> [What you need to do] Transcribe the entries that follow, word for word.

(Collected data)

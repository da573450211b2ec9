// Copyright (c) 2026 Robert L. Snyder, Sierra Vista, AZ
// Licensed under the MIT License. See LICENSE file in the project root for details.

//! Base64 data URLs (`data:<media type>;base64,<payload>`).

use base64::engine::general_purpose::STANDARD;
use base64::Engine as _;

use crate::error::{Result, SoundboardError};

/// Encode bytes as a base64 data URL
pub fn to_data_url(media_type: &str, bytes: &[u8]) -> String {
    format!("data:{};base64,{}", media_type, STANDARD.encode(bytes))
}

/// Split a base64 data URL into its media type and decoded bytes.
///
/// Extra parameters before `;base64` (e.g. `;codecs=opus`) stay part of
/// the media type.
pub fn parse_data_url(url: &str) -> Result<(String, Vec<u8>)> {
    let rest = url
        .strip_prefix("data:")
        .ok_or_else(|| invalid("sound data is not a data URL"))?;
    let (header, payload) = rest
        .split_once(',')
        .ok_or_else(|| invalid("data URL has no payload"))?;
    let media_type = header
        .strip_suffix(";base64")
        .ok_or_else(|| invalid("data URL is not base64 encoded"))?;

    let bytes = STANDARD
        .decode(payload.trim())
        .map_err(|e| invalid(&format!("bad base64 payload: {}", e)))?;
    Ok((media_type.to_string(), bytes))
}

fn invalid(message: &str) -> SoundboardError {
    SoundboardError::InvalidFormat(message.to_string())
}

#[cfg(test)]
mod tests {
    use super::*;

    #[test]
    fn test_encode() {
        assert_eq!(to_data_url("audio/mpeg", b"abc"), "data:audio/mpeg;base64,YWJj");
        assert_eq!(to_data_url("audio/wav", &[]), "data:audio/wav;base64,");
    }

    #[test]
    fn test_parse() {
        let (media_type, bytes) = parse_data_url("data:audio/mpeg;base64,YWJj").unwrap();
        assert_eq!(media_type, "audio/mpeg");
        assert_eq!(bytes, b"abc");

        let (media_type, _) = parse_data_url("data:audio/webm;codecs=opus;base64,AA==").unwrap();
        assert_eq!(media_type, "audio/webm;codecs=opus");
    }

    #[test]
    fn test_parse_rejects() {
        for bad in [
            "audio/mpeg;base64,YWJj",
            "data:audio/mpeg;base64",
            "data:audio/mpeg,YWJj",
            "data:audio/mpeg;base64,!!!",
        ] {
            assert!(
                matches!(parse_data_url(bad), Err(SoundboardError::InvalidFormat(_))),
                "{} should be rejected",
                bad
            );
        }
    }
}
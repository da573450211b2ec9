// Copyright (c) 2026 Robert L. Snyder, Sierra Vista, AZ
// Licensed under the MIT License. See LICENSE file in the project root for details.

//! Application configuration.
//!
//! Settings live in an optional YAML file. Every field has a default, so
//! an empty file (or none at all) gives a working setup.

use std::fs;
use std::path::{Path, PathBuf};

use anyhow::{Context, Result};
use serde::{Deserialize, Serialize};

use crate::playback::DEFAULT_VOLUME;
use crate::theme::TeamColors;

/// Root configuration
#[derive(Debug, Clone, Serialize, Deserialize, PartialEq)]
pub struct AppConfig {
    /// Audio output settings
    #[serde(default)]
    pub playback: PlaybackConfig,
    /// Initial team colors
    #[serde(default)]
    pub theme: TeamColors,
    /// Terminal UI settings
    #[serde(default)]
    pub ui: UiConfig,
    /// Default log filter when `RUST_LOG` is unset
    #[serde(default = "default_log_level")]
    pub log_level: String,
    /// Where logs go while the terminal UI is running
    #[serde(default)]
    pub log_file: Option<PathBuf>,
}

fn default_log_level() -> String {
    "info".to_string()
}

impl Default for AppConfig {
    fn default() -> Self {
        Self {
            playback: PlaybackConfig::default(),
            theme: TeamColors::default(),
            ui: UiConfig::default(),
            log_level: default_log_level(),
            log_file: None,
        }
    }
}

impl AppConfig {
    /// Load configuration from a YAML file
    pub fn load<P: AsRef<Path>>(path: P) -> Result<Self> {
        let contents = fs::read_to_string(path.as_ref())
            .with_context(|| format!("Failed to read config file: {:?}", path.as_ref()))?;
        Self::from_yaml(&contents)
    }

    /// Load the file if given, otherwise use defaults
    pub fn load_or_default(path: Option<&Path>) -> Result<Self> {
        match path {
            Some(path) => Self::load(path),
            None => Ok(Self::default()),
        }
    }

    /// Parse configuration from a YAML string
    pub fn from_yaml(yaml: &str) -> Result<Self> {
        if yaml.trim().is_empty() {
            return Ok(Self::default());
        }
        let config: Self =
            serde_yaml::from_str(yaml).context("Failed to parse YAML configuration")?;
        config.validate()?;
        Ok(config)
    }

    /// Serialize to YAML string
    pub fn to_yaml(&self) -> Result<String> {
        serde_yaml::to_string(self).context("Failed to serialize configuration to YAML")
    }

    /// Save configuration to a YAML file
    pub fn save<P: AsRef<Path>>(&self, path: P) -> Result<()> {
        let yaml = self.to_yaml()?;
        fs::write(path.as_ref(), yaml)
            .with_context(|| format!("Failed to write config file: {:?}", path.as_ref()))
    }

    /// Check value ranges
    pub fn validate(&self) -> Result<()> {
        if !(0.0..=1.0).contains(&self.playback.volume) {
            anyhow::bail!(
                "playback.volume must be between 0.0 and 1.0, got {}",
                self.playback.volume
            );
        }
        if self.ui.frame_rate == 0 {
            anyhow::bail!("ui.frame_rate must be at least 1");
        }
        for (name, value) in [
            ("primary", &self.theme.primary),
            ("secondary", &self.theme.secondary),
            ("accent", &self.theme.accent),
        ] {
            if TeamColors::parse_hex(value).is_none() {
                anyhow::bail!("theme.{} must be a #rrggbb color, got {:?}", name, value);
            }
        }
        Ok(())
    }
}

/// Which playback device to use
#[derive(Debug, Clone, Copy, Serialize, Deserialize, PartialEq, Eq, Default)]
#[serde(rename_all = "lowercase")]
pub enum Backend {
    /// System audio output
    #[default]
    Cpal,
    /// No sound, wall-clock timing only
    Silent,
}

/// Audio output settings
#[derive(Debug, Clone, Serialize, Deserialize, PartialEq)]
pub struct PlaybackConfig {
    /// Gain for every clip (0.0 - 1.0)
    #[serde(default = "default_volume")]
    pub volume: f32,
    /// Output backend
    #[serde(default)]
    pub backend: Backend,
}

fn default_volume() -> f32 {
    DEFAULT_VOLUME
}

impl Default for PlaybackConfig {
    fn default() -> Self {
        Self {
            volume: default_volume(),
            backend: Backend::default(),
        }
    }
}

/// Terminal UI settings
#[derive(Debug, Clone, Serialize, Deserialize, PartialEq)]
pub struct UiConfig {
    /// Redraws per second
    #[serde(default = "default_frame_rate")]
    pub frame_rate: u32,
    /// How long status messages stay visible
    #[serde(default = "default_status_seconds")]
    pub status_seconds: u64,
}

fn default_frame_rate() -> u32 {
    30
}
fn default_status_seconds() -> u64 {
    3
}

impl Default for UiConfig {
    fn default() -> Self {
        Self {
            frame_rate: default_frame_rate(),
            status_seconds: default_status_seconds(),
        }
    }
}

> [Result]
repository da573450211b2ec9
// Copyright (c) 2026 Robert L. Snyder, Sierra Vista, AZ
// Licensed under the MIT License. See LICENSE file in the project root for details.

//! Base64 data URLs (`data:<media type>;base64,<payload>`).

use base64::engine::general_purpose::STANDARD;
use base64::Engine as _;

use crate::error::{Result, SoundboardError};

/// Encode bytes as a base64 data URL
pub fn to_data_url(media_type: &str, bytes: &[u8]) -> String {
    format!("data:{};base64,{}", media_type, STANDARD.encode(bytes))
}

/// Split a base64 data URL into its media type and decoded bytes.
///
/// Extra parameters before `;base64` (e.g. `;codecs=opus`) stay part of
/// the media type.
pub fn parse_data_url(url: &str) -> Result<(String, Vec<u8>)> {
    let rest = url
        .strip_prefix("data:")
        .ok_or_else(|| invalid("sound data is not a data URL"))?;
    let (header, payload) = rest
        .split_once(',')
        .ok_or_else(|| invalid("data URL has no payload"))?;
    let media_type = header
        .strip_suffix(";base64")
        .ok_or_else(|| invalid("data URL is not base64 encoded"))?;

    let bytes = STANDARD
        .decode(payload.trim())
        .map_err(|e| invalid(&format!("bad base64 payload: {}", e)))?;
    Ok((media_type.to_string(), bytes))
}

fn invalid(message: &str) -> SoundboardError {
    SoundboardError::InvalidFormat(message.to_string())
}

#[cfg(test)]
mod tests {
    use super::*;

    #[test]
    fn test_encode() {
        assert_eq!(to_data_url("audio/mpeg", b"abc"), "data:audio/mpeg;base64,YWJj");
        assert_eq!(to_data_url("audio/wav", &[]), "data:audio/wav;base64,");
    }

    #[test]
    fn test_parse() {
        let (media_type, bytes) = parse_data_url("data:audio/mpeg;base64,YWJj").unwrap();
        assert_eq!(media_type, "audio/mpeg");
        assert_eq!(bytes, b"abc");

        let (media_type, _) = parse_data_url("data:audio/webm;codecs=opus;base64,AA==").unwrap();
        assert_eq!(media_type, "audio/webm;codecs=opus");
    }

    #[test]
    fn test_parse_rejects() {
        for bad in [
            "audio/mpeg;base64,YWJj",
            "data:audio/mpeg;base64",
            "data:audio/mpeg,YWJj",
            "data:audio/mpeg;base64,!!!",
        ] {
            assert!(
                matches!(parse_data_url(bad), Err(SoundboardError::InvalidFormat(_))),
                "{} should be rejected",
                bad
            );
        }
    }
}
repository da573450211b2ec9
// Copyright (c) 2026 Robert L. Snyder, Sierra Vista, AZ
// Licensed under the MIT License. See LICENSE file in the project root for details.

//! Application configuration.
//!
//! Settings live in an optional YAML file. Every field has a default, so
//! an empty file (or none at all) gives a working setup.

use std::fs;
use std::path::{Path, PathBuf};

use anyhow::{Context, Result};
use serde::{Deserialize, Serialize};

use crate::playback::DEFAULT_VOLUME;
use crate::theme::TeamColors;

/// Root configuration
#[derive(Debug, Clone, Serialize, Deserialize, PartialEq)]
pub struct AppConfig {
    /// Audio output settings
    #[serde(default)]
    pub playback: PlaybackConfig,
    /// Initial team colors
    #[serde(default)]
    pub theme: TeamColors,
    /// Terminal UI settings
    #[serde(default)]
    pub ui: UiConfig,
    /// Default log filter when `RUST_LOG` is unset
    #[serde(default = "default_log_level")]
    pub log_level: String,
    /// Where logs go while the terminal UI is running
    #[serde(default)]
    pub log_file: Option<PathBuf>,
}

fn default_log_level() -> String {
    "info".to_string()
}

impl Default for AppConfig {
    fn default() -> Self {
        Self {
            playback: PlaybackConfig::default(),
            theme: TeamColors::default(),
            ui: UiConfig::default(),
            log_level: default_log_level(),
            log_file: None,
        }
    }
}

impl AppConfig {
    /// Load configuration from a YAML file
    pub fn load<P: AsRef<Path>>(path: P) -> Result<Self> {
        let contents = fs::read_to_string(path.as_ref())
            .with_context(|| format!("Failed to read config file: {:?}", path.as_ref()))?;
        Self::from_yaml(&contents)
    }

    /// Load the file if given, otherwise use defaults
    pub fn load_or_default(path: Option<&Path>) -> Result<Self> {
        match path {
            Some(path) => Self::load(path),
            None => Ok(Self::default()),
        }
    }

    /// Parse configuration from a YAML string
    pub fn from_yaml(yaml: &str) -> Result<Self> {
        if yaml.trim().is_empty() {
            return Ok(Self::default());
        }
        let config: Self =
            serde_yaml::from_str(yaml).context("Failed to parse YAML configuration")?;
        config.validate()?;
        Ok(config)
    }

    /// Serialize to YAML string
    pub fn to_yaml(&self) -> Result<String> {
        serde_yaml::to_string(self).context("Failed to serialize configuration to YAML")
    }

    /// Save configuration to a YAML file
    pub fn save<P: AsRef<Path>>(&self, path: P) -> Result<()> {
        let yaml = self.to_yaml()?;
        fs::write(path.as_ref(), yaml)
            .with_context(|| format!("Failed to write config file: {:?}", path.as_ref()))
    }

    /// Check value ranges
    pub fn validate(&self) -> Result<()> {
        if !(0.0..=1.0).contains(&self.playback.volume) {
            anyhow::bail!(
                "playback.volume must be between 0.0 and 1.0, got {}",
                self.playback.volume
            );
        }
        if self.ui.frame_rate == 0 {
            anyhow::bail!("ui.frame_rate must be at least 1");
        }
        for (name, value) in [
            ("primary", &self.theme.primary),
            ("secondary", &self.theme.secondary),
            ("accent", &self.theme.accent),
        ] {
            if TeamColors::parse_hex(value).is_none() {
                anyhow::bail!("theme.{} must be a #rrggbb color, got {:?}", name, value);
            }
        }
        Ok(())
    }
}

/// Which playback device to use
#[derive(Debug, Clone, Copy, Serialize, Deserialize, PartialEq, Eq, Default)]
#[serde(rename_all = "lowercase")]
pub enum Backend {
    /// System audio output
    #[default]
    Cpal,
    /// No sound, wall-clock timing only
    Silent,
}

/// Audio output settings
#[derive(Debug, Clone, Serialize, Deserialize, PartialEq)]
pub struct PlaybackConfig {
    /// Gain for every clip (0.0 - 1.0)
    #[serde(default = "default_volume")]
    pub volume: f32,
    /// Output backend
    #[serde(default)]
    pub backend: Backend,
}

fn default_volume() -> f32 {
    DEFAULT_VOLUME
}

impl Default for PlaybackConfig {
    fn default() -> Self {
        Self {
            volume: default_volume(),
            backend: Backend::default(),
        }
    }
}

/// Terminal UI settings
#[derive(Debug, Clone, Serialize, Deserialize, PartialEq)]
pub struct UiConfig {
    /// Redraws per second
    #[serde(default = "default_frame_rate")]
    pub frame_rate: u32,
    /// How long status messages stay visible
    #[serde(default = "default_status_seconds")]
    pub status_seconds: u64,
}

fn default_frame_rate() -> u32 {
    30
}
fn default_status_seconds() -> u64 {
    3
}

impl Default for UiConfig {
    fn default() -> Self {
        Self {
            frame_rate: default_frame_rate(),
            status_seconds: default_status_seconds(),
        }
    }
}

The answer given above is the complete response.